LETTER IX.
Warwick, Dec. 26th, 1826.
Dear Julia,
Now, indeed, for the first time, I am filled with real and unbounded enthusiasm. What I have hitherto described was a smiling country, combined with everything that art and money could produce. I left it with a feeling of satisfaction; and, although I have seen things like it,—nay, even possess them,—not without admiration. But what I saw to-day was more than that,—it was an enchanted palace decked in the most charming garb of poetry, and surrounded by all the majesty of history, the sight of which still fills me with delighted astonishment.
You, accomplished reader of history and memoirs, know better than I that the Earls of Warwick were once the mightiest vassals of England, and that the great Beauchamp, Earl of Warwick, boasted of having deposed three kings, and placed as many on the vacant throne. This was his castle, standing ever since the ninth century, and in the possession of the same family since the reign of Elizabeth. A tower of the castle, said to have been built by Beauchamp himself, remains unaltered; and the whole stands colossal and mighty, like an embodied vision of former times.
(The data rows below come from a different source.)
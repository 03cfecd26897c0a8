//! Shared counter storage and the optimistic increment protocol.
//!
//! Counters live in a key-value store shared by every request handler. Writes
//! are conditional on a [`CasToken`] observed at read time, so concurrent
//! increments never overwrite each other; the loser re-reads and retries a
//! bounded number of times.

use std::sync::atomic::{AtomicU64, Ordering};
use std::sync::Arc;

use async_trait::async_trait;
use dashmap::mapref::entry::Entry;
use dashmap::DashMap;
use thiserror::Error;
use tracing::{error, trace};

use super::host::Scope;
use super::identifier::Identifier;
use super::window::Period;

/// Maximum conditional write attempts for a single increment.
pub const MAX_CAS_ATTEMPTS: usize = 10;

/// Errors returned by a counter store.
#[derive(Debug, Error)]
pub enum StoreError {
    /// The store could not be reached or failed internally.
    #[error("counter store unavailable: {0}")]
    Unavailable(String),
    /// The key was modified since the token was observed.
    #[error("counter was modified concurrently")]
    CasMismatch,
}

/// Version tag used for conditional writes.
///
/// [`CasToken::ABSENT`] is observed for missing keys; a write expecting it
/// only succeeds if the key still does not exist.
#[derive(Debug, Clone, Copy, Default, PartialEq, Eq, Hash)]
pub struct CasToken(u64);

impl CasToken {
    /// Token of a key that does not exist.
    pub const ABSENT: CasToken = CasToken(0);

    /// Wrap a raw store version.
    pub fn new(version: u64) -> Self {
        Self(version)
    }

    /// Whether this token denotes a missing key.
    pub fn is_absent(&self) -> bool {
        self.0 == 0
    }
}

/// Conditional key-value store holding usage counters.
#[async_trait]
pub trait CounterStore: Send + Sync {
    /// Fetch a counter and its token. Missing keys are `Ok(None)`.
    async fn get(&self, key: &str) -> Result<Option<(u64, CasToken)>, StoreError>;

    /// Write `value` if the key's token still equals `expected`.
    ///
    /// Returns the new token, or [`StoreError::CasMismatch`] when another
    /// writer got there first.
    async fn compare_and_set(
        &self,
        key: &str,
        value: u64,
        expected: CasToken,
    ) -> Result<CasToken, StoreError>;
}

/// In-process counter store.
///
/// Stale windows are never evicted; each new window start produces a new key.
#[derive(Debug)]
pub struct InMemoryCounterStore {
    entries: DashMap<String, (u64, CasToken)>,
    next_version: AtomicU64,
}

impl InMemoryCounterStore {
    /// Create an empty store.
    pub fn new() -> Self {
        Self {
            entries: DashMap::new(),
            next_version: AtomicU64::new(1),
        }
    }

    /// Current value of a key, if present.
    pub fn value(&self, key: &str) -> Option<u64> {
        self.entries.get(key).map(|entry| entry.0)
    }

    /// Number of stored counters.
    pub fn len(&self) -> usize {
        self.entries.len()
    }

    /// Whether the store holds no counters.
    pub fn is_empty(&self) -> bool {
        self.entries.is_empty()
    }

    fn bump_version(&self) -> CasToken {
        CasToken(self.next_version.fetch_add(1, Ordering::SeqCst))
    }
}

impl Default for InMemoryCounterStore {
    fn default() -> Self {
        Self::new()
    }
}

#[async_trait]
impl CounterStore for InMemoryCounterStore {
    async fn get(&self, key: &str) -> Result<Option<(u64, CasToken)>, StoreError> {
        Ok(self.entries.get(key).map(|entry| *entry))
    }

    async fn compare_and_set(
        &self,
        key: &str,
        value: u64,
        expected: CasToken,
    ) -> Result<CasToken, StoreError> {
        match self.entries.entry(key.to_string()) {
            Entry::Occupied(mut entry) => {
                if entry.get().1 != expected {
                    return Err(StoreError::CasMismatch);
                }
                let token = self.bump_version();
                entry.insert((value, token));
                Ok(token)
            }
            Entry::Vacant(entry) => {
                if !expected.is_absent() {
                    return Err(StoreError::CasMismatch);
                }
                let token = self.bump_version();
                entry.insert((value, token));
                Ok(token)
            }
        }
    }
}

/// Key identifying one usage counter.
#[derive(Debug, Clone, PartialEq, Eq, Hash)]
pub struct CounterKey {
    /// Route scope of the limiter instance
    pub scope: Scope,
    /// Caller bucket
    pub identifier: Identifier,
    /// Quota period
    pub period: Period,
    /// Window start, epoch seconds
    pub window_start: i64,
}

impl CounterKey {
    /// Create a new counter key.
    pub fn new(scope: &Scope, identifier: &Identifier, period: Period, window_start: i64) -> Self {
        Self {
            scope: scope.clone(),
            identifier: identifier.clone(),
            period,
            window_start,
        }
    }

    /// Convert to the string key used in the store.
    ///
    /// Format: `ratelimit|{len}:{route}|{len}:{service}|{len}:{identifier}|{window}|{period}`.
    /// Free-form components are length-prefixed so that no two keys collide
    /// whatever characters they contain.
    pub fn to_store_key(&self) -> String {
        let route = &self.scope.route_id;
        let service = &self.scope.service_id;
        let id = self.identifier.as_str();
        format!(
            "ratelimit|{}:{}|{}:{}|{}:{}|{}|{}",
            route.len(),
            route,
            service.len(),
            service,
            id.len(),
            id,
            self.window_start,
            self.period
        )
    }

    /// Parse a store key produced by [`CounterKey::to_store_key`].
    pub fn parse(key: &str) -> Option<Self> {
        let rest = key.strip_prefix("ratelimit|")?;
        let (route, rest) = take_prefixed(rest)?;
        let (service, rest) = take_prefixed(rest)?;
        let (id, rest) = take_prefixed(rest)?;
        let (window, period) = rest.split_once('|')?;

        Some(Self {
            scope: Scope::new(route, service),
            identifier: Identifier::new(id),
            period: Period::from_name(period)?,
            window_start: window.parse().ok()?,
        })
    }
}

/// Split `{len}:{value}|` off the front of `input`.
fn take_prefixed(input: &str) -> Option<(&str, &str)> {
    let (len, rest) = input.split_once(':')?;
    let len: usize = len.parse().ok()?;
    let value = rest.get(..len)?;
    let rest = rest.get(len..)?.strip_prefix('|')?;
    Some((value, rest))
}

/// Counter value observed by a read.
#[derive(Debug, Clone, Copy, Default, PartialEq, Eq)]
pub struct CounterSnapshot {
    /// Usage recorded in the window
    pub usage: u64,
    /// Token to condition the next write on
    pub token: CasToken,
    /// Whether the counter existed
    pub found: bool,
}

/// Result of an increment attempt.
#[derive(Debug)]
pub enum IncrementOutcome {
    /// The counter now holds `value`.
    Saved { value: u64, attempts: usize },
    /// Every attempt lost a race; the increment was dropped.
    Exhausted { attempts: usize },
    /// The store failed; the increment was dropped.
    Failed(StoreError),
}

impl IncrementOutcome {
    /// Whether the increment was persisted.
    pub fn is_saved(&self) -> bool {
        matches!(self, IncrementOutcome::Saved { .. })
    }
}

/// Read and increment protocol over a shared [`CounterStore`].
#[derive(Clone)]
pub struct CounterClient {
    store: Arc<dyn CounterStore>,
}

impl CounterClient {
    /// Create a client over a shared store.
    pub fn new(store: Arc<dyn CounterStore>) -> Self {
        Self { store }
    }

    /// Read the current usage for a counter. Missing counters read as zero.
    pub async fn read(&self, key: &CounterKey) -> Result<CounterSnapshot, StoreError> {
        self.read_raw(&key.to_store_key()).await
    }

    async fn read_raw(&self, store_key: &str) -> Result<CounterSnapshot, StoreError> {
        let snapshot = match self.store.get(store_key).await? {
            Some((usage, token)) => CounterSnapshot {
                usage,
                token,
                found: true,
            },
            None => CounterSnapshot::default(),
        };
        trace!(key = %store_key, usage = snapshot.usage, found = snapshot.found, "Read counter");
        Ok(snapshot)
    }

    /// Add one to a counter, starting from the snapshot observed at read time.
    ///
    /// Conflicts re-read the counter and retry, up to [`MAX_CAS_ATTEMPTS`]
    /// writes in total. Dropped increments are logged and reported, never
    /// propagated.
    pub async fn increment(&self, key: &CounterKey, observed: CounterSnapshot) -> IncrementOutcome {
        let store_key = key.to_store_key();
        let mut current = observed;

        for attempt in 1..=MAX_CAS_ATTEMPTS {
            let value = current.usage + 1;
            match self.store.compare_and_set(&store_key, value, current.token).await {
                Ok(_) => {
                    trace!(key = %store_key, value, attempt, "Incremented counter");
                    return IncrementOutcome::Saved {
                        value,
                        attempts: attempt,
                    };
                }
                Err(StoreError::CasMismatch) => {
                    trace!(key = %store_key, attempt, "Counter changed concurrently, retrying");
                    if attempt == MAX_CAS_ATTEMPTS {
                        break;
                    }
                    current = match self.read_raw(&store_key).await {
                        Ok(snapshot) => snapshot,
                        Err(e) => {
                            error!(period = %key.period, error = %e, "Could not increment counter");
                            return IncrementOutcome::Failed(e);
                        }
                    };
                }
                Err(e) => {
                    error!(period = %key.period, error = %e, "Could not increment counter");
                    return IncrementOutcome::Failed(e);
                }
            }
        }

        error!(
            period = %key.period,
            attempts = MAX_CAS_ATTEMPTS,
            "Could not increment counter: too many concurrent updates"
        );
        IncrementOutcome::Exhausted {
            attempts: MAX_CAS_ATTEMPTS,
        }
    }
}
From a considerable distance you see the dark mass of stone towering above the primæval cedars, chestnuts, oaks and limes. It stands on the rocks on the shore of the Avon, and rises to a perpendicular height of two hundred feet above the level of the water. Two towers of different forms overtop the building itself almost in an equal degree. A ruined pier of a bridge, overhung with trees, stands in the middle of the river, which becoming deeper just at the point where the building begins, forms a foaming waterfall, and turns a mill, which appears only like a low abutment of the castle. Going on, you lose sight of the castle for awhile, and soon find yourself before a high embattled wall, built of large blocks of stone covered by Time with moss and creeping plants. Lofty iron gates slowly unfold to admit you to a deep hollow way blasted in the rock, the stone walls of which are tapestried with the most luxuriant vegetation. The carriage rolled with a heavy dull sound along the smooth rock, which old oaks darkly overshadow. Suddenly, at a turn of the way, the castle starts from the wood into broad open daylight, resting on a soft grassy slope; and the large arch of the entrance dwindles to the size of an insignificant doorway between the two enormous towers, at the foot of which you now stand. A still greater surprise now awaits you when you pass through the second iron gate into the court-yard: it is almost impossible to imagine anything more picturesque, and at the same time more imposing.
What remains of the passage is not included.